- **About this task**
In the entries below, every line with the string "Parser" is to be reported.

- **Source data**
◇ ◇ ◇ ◇ ◇

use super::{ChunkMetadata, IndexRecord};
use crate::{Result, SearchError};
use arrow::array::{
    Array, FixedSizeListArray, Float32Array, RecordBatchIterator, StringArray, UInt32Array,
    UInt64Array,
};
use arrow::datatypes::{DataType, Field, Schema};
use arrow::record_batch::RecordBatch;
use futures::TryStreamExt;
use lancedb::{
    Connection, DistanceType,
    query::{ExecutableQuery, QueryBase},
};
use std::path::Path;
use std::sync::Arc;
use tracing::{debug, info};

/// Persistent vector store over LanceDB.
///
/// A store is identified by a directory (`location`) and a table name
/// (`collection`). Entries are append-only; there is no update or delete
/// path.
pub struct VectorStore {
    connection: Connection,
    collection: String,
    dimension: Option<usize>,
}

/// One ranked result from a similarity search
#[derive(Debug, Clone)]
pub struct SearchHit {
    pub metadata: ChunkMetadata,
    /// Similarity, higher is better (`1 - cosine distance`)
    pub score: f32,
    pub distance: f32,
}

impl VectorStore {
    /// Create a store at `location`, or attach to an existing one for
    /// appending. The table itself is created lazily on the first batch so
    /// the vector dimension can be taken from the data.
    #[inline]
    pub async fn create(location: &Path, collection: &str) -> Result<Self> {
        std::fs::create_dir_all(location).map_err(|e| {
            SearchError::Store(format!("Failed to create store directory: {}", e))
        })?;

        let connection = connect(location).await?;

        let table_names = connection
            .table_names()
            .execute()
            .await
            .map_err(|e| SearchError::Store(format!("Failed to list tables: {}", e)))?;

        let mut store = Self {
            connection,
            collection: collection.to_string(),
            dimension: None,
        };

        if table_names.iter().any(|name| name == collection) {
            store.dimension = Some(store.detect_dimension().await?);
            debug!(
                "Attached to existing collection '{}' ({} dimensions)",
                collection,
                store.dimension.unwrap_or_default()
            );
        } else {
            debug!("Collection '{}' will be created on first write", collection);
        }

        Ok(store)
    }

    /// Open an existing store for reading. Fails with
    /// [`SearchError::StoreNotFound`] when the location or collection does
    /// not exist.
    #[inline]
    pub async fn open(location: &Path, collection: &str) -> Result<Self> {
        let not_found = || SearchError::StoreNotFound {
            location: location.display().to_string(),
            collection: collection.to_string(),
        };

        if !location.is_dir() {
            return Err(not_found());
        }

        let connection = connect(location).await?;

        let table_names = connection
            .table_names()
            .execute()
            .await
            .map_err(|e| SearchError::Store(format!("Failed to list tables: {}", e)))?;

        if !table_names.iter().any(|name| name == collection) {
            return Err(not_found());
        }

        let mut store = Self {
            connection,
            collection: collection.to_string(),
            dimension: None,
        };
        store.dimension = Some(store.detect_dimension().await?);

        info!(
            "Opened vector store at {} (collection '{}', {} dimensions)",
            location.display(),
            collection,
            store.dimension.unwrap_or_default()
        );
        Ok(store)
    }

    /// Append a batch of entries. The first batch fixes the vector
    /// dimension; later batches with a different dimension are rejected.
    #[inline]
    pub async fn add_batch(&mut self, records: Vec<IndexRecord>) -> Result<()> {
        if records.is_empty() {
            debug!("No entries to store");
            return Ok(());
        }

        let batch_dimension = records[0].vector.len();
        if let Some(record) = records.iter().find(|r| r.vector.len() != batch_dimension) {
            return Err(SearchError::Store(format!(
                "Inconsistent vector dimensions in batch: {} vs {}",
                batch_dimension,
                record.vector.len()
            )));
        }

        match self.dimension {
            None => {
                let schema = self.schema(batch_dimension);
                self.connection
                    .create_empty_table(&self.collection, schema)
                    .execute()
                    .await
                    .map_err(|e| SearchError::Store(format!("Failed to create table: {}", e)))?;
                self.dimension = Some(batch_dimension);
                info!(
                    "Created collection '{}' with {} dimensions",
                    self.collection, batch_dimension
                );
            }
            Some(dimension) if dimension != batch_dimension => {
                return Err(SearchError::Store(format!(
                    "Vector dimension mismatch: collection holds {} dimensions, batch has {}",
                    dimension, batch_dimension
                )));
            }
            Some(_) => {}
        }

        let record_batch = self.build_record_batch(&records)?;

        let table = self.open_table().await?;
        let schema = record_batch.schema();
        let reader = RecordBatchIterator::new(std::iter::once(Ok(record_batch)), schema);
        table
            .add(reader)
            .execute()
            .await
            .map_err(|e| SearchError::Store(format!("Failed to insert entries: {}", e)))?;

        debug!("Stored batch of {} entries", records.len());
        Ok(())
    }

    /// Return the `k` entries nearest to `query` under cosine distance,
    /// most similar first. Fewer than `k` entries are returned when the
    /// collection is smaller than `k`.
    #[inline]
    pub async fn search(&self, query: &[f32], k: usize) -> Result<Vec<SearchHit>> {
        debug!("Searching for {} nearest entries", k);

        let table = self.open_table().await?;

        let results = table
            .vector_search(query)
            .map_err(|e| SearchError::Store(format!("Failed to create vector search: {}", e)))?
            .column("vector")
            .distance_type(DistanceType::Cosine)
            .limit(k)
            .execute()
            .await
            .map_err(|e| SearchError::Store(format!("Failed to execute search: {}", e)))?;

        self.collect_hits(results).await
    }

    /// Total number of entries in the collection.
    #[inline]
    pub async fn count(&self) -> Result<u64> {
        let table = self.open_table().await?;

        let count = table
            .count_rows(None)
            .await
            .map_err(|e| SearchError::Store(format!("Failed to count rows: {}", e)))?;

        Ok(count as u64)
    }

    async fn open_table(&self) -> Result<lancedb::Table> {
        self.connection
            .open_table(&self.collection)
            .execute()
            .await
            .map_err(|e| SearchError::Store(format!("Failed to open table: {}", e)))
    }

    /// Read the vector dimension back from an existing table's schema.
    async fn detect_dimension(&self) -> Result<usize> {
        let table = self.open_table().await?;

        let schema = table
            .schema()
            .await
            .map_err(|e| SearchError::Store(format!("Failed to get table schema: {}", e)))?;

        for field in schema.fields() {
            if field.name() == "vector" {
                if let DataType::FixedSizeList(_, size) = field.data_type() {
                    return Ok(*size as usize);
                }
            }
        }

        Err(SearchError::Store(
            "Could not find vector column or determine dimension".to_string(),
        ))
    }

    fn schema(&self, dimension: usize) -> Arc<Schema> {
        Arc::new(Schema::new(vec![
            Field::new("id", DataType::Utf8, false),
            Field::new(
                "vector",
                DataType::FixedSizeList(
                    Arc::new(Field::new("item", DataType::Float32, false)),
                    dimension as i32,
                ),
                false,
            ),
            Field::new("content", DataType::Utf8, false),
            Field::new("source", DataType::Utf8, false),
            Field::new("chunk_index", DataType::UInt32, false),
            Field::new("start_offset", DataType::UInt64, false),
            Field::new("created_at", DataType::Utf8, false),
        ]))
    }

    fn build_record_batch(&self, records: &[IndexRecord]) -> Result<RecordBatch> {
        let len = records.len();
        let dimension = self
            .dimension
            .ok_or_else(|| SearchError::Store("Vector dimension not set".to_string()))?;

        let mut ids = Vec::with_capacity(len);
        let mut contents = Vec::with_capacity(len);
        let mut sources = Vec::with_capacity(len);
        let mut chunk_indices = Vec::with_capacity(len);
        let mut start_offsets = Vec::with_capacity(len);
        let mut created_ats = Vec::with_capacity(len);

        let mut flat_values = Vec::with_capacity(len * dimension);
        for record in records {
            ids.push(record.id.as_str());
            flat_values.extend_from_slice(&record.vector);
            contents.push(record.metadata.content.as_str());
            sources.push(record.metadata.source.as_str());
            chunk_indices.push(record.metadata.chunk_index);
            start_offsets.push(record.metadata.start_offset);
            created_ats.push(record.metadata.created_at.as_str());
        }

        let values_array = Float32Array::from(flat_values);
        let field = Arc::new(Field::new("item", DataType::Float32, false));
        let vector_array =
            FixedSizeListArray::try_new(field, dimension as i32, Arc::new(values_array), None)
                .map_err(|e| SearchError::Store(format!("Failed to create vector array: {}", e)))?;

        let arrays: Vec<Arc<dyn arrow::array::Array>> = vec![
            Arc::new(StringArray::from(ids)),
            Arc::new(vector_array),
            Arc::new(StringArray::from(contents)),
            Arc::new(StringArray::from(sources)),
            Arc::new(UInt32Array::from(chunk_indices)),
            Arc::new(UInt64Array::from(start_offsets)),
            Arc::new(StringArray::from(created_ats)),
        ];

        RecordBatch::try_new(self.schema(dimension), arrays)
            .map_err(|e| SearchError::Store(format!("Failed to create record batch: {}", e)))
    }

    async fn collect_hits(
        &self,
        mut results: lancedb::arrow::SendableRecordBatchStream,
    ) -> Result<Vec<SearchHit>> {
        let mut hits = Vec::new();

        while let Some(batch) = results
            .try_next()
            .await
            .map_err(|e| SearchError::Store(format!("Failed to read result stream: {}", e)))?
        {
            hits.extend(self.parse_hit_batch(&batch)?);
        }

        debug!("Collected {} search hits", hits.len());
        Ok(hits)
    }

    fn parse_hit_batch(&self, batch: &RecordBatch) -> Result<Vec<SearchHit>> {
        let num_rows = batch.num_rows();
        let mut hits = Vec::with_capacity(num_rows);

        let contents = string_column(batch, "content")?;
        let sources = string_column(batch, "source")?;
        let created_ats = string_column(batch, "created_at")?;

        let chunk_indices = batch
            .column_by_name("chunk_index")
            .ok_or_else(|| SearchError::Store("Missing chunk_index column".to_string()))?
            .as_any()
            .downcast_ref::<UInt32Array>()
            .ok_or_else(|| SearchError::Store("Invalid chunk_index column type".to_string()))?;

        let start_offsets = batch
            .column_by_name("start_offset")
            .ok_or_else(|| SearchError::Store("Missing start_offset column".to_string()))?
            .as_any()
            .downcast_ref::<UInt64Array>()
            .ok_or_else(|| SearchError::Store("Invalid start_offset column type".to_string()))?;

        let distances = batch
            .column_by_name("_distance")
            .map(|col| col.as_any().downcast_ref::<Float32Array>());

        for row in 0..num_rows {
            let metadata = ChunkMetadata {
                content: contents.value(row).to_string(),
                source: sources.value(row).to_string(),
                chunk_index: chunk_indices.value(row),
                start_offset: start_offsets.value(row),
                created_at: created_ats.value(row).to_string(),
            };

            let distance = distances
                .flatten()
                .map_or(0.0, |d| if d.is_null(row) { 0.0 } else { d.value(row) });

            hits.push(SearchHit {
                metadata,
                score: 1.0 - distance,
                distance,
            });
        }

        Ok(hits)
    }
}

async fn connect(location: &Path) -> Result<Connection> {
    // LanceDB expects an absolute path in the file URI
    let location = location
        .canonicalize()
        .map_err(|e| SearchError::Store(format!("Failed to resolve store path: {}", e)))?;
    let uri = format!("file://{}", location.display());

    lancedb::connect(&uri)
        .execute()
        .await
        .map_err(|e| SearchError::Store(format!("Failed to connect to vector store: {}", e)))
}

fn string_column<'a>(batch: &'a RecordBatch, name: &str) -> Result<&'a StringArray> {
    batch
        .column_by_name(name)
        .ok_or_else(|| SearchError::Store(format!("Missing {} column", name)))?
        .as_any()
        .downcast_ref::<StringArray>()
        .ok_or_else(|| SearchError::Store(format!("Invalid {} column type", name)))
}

◇ ◇ ◇ ◇ ◇

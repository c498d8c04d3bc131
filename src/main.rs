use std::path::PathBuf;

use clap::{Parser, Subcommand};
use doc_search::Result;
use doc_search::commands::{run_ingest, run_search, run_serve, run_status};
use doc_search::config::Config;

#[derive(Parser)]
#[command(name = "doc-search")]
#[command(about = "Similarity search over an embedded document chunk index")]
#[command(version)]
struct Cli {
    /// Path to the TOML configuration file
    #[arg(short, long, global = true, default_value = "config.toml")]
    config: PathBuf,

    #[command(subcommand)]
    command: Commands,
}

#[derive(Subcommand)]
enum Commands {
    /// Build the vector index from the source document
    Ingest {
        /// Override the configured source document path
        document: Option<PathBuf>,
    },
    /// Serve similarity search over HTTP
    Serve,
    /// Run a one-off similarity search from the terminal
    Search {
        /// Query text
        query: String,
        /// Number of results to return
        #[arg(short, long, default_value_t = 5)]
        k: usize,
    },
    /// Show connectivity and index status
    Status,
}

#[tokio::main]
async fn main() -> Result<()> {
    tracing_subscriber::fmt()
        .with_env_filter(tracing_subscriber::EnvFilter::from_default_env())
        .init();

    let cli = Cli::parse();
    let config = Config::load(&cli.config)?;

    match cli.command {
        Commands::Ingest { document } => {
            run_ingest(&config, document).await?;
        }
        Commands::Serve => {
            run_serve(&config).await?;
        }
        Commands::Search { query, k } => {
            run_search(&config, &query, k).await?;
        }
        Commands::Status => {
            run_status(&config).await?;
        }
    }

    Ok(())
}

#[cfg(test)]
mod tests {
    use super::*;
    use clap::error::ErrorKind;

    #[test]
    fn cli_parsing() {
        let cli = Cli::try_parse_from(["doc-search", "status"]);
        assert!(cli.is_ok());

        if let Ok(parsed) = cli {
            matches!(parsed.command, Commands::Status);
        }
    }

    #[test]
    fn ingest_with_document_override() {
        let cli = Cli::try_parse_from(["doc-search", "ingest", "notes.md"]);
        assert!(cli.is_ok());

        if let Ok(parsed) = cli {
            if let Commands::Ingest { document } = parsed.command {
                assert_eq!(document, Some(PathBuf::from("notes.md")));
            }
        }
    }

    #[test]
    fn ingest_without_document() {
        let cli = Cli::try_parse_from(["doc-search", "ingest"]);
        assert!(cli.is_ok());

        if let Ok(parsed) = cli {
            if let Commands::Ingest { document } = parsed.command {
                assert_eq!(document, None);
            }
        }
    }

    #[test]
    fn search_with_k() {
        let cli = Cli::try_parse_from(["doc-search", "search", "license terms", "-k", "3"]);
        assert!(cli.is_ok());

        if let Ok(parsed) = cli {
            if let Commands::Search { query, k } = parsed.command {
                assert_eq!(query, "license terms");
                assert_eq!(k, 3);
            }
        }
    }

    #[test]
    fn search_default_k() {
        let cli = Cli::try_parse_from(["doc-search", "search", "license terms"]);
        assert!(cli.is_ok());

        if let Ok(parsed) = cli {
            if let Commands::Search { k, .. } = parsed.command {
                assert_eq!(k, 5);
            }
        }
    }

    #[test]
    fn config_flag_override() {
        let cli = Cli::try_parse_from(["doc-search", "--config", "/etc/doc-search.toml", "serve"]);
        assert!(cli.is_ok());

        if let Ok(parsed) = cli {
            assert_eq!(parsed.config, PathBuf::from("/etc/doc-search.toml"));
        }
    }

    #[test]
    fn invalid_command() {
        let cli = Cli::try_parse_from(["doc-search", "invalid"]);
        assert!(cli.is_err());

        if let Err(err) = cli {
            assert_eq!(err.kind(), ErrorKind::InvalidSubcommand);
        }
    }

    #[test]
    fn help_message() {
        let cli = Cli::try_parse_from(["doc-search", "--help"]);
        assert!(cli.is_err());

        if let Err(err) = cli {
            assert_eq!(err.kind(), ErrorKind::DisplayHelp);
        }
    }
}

◇ ◇ ◇ ◇ ◇

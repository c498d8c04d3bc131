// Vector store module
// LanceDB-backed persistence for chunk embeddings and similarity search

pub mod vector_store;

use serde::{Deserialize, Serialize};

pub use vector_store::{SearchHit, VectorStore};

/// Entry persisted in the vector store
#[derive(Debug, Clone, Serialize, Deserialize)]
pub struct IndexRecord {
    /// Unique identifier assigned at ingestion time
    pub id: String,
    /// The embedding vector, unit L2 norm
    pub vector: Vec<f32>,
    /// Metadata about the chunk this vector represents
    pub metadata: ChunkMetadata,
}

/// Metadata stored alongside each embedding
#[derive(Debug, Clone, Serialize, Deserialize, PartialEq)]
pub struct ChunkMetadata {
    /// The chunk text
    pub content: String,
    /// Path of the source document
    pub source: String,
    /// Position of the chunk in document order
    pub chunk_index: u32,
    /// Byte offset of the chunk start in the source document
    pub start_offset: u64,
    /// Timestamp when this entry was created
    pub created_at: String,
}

◇ ◇ ◇ ◇ ◇

- **Response box**
use clap::{Parser, Subcommand};
#[derive(Parser)]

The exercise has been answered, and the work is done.